EXERCISE DESCRIPTION:
Filter the records for "calls" and keep each line that has it.

ENTRIES SHOWN:
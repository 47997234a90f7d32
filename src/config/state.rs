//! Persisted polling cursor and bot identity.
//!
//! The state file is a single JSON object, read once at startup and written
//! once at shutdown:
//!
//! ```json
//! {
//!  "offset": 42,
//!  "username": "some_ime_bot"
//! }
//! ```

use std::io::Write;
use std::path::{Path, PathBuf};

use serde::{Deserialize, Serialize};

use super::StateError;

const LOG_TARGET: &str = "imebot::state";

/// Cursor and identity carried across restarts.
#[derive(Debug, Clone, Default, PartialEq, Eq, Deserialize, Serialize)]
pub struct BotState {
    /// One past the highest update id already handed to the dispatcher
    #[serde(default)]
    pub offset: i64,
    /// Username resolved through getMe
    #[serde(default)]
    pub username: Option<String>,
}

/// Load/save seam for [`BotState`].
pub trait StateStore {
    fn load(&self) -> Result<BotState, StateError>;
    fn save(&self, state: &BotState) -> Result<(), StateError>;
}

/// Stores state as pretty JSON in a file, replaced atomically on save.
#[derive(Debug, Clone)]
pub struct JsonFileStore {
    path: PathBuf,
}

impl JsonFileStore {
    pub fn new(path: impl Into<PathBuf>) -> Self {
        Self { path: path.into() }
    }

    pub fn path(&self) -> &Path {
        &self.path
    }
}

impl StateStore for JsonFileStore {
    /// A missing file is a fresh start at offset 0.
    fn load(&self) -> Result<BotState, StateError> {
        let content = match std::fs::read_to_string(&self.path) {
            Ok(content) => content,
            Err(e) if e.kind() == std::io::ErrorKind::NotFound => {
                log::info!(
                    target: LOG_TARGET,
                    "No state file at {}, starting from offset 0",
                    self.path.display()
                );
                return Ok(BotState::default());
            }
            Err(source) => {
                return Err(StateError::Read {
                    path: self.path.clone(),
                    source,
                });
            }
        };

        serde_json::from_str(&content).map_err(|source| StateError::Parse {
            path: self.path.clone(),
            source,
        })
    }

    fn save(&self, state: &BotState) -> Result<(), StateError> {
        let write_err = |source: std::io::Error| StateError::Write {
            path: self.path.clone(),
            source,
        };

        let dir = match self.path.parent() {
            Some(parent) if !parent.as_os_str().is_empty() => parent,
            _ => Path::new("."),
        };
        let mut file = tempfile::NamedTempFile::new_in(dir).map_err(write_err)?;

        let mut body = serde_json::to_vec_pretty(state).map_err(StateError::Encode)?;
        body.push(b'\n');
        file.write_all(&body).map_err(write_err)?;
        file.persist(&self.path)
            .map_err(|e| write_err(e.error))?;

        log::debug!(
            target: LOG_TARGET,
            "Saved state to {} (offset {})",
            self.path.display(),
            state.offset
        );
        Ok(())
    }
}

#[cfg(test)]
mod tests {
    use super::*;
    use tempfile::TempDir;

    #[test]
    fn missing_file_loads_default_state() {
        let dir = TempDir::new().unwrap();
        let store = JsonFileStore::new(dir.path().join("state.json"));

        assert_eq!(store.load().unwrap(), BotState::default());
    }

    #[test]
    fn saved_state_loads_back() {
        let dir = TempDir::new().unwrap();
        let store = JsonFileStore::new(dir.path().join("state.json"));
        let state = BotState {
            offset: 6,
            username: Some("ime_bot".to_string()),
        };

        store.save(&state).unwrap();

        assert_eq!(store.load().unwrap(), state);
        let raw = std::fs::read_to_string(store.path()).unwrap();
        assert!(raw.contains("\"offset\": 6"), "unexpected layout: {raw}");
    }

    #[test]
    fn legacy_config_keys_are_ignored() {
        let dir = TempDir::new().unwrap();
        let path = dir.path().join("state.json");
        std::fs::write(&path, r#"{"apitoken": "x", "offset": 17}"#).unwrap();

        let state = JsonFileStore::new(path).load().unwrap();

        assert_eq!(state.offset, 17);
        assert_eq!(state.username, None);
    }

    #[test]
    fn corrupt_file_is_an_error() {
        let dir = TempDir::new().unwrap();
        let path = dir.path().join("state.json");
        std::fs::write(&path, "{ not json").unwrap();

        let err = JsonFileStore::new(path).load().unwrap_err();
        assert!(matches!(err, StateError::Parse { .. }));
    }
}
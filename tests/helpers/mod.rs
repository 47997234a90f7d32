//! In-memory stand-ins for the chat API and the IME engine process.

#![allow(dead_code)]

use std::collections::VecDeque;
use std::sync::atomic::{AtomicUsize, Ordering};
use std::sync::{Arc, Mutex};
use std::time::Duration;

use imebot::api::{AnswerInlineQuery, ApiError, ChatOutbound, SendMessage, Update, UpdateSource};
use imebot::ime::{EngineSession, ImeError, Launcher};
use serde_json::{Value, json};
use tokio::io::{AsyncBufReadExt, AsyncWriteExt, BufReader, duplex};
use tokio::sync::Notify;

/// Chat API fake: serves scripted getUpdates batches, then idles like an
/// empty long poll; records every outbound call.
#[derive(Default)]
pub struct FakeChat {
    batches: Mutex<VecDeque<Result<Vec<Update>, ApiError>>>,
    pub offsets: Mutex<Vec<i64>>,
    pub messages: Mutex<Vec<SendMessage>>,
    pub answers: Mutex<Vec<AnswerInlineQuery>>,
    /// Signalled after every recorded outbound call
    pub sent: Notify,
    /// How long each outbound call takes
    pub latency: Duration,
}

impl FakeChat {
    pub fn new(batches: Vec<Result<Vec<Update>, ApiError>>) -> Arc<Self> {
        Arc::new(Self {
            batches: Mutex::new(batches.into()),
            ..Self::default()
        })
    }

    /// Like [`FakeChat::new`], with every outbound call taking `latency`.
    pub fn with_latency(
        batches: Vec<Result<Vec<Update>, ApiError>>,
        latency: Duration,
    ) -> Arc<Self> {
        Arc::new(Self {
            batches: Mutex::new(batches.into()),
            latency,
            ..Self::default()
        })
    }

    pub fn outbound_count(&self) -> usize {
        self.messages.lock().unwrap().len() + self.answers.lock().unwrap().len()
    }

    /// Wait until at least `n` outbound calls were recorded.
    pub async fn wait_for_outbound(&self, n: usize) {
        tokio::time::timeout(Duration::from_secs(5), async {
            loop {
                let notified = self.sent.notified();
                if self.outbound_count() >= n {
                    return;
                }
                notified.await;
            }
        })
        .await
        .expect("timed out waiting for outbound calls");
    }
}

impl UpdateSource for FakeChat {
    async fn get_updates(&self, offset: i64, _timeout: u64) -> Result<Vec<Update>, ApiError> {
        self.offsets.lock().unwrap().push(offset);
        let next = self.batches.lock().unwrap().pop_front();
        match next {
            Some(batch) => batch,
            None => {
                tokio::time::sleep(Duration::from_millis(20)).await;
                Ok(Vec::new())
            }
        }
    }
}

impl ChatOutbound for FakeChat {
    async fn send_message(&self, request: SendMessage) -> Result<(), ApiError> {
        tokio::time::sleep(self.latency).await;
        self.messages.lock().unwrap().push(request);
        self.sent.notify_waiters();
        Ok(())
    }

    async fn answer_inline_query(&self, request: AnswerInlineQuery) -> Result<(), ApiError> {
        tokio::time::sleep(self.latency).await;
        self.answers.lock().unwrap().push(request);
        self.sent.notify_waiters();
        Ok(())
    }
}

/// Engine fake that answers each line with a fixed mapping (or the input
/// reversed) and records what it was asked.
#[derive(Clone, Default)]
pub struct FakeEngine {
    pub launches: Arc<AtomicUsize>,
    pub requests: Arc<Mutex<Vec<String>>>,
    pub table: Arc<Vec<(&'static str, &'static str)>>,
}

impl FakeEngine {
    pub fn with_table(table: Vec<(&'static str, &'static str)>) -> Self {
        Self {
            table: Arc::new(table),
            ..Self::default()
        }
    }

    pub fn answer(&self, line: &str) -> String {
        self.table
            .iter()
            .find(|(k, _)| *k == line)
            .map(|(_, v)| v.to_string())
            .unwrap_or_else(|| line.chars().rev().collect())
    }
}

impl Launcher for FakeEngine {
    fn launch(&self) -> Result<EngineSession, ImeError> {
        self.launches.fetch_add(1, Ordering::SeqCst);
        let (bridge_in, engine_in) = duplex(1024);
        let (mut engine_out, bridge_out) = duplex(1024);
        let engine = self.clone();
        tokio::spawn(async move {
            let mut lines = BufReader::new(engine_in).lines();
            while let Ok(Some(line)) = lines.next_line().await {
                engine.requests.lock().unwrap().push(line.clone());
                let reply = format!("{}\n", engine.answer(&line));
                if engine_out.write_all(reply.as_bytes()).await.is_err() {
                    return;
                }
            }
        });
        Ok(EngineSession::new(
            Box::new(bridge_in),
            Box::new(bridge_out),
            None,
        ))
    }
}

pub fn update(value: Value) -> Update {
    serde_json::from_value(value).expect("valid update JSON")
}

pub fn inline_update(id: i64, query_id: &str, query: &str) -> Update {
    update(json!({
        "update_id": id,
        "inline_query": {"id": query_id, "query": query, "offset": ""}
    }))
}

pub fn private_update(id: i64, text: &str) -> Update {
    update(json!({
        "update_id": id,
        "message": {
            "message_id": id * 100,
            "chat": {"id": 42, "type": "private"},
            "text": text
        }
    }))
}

ANSWER AREA:
    /// Wait until at least `n` outbound calls were recorded.
        .expect("timed out waiting for outbound calls");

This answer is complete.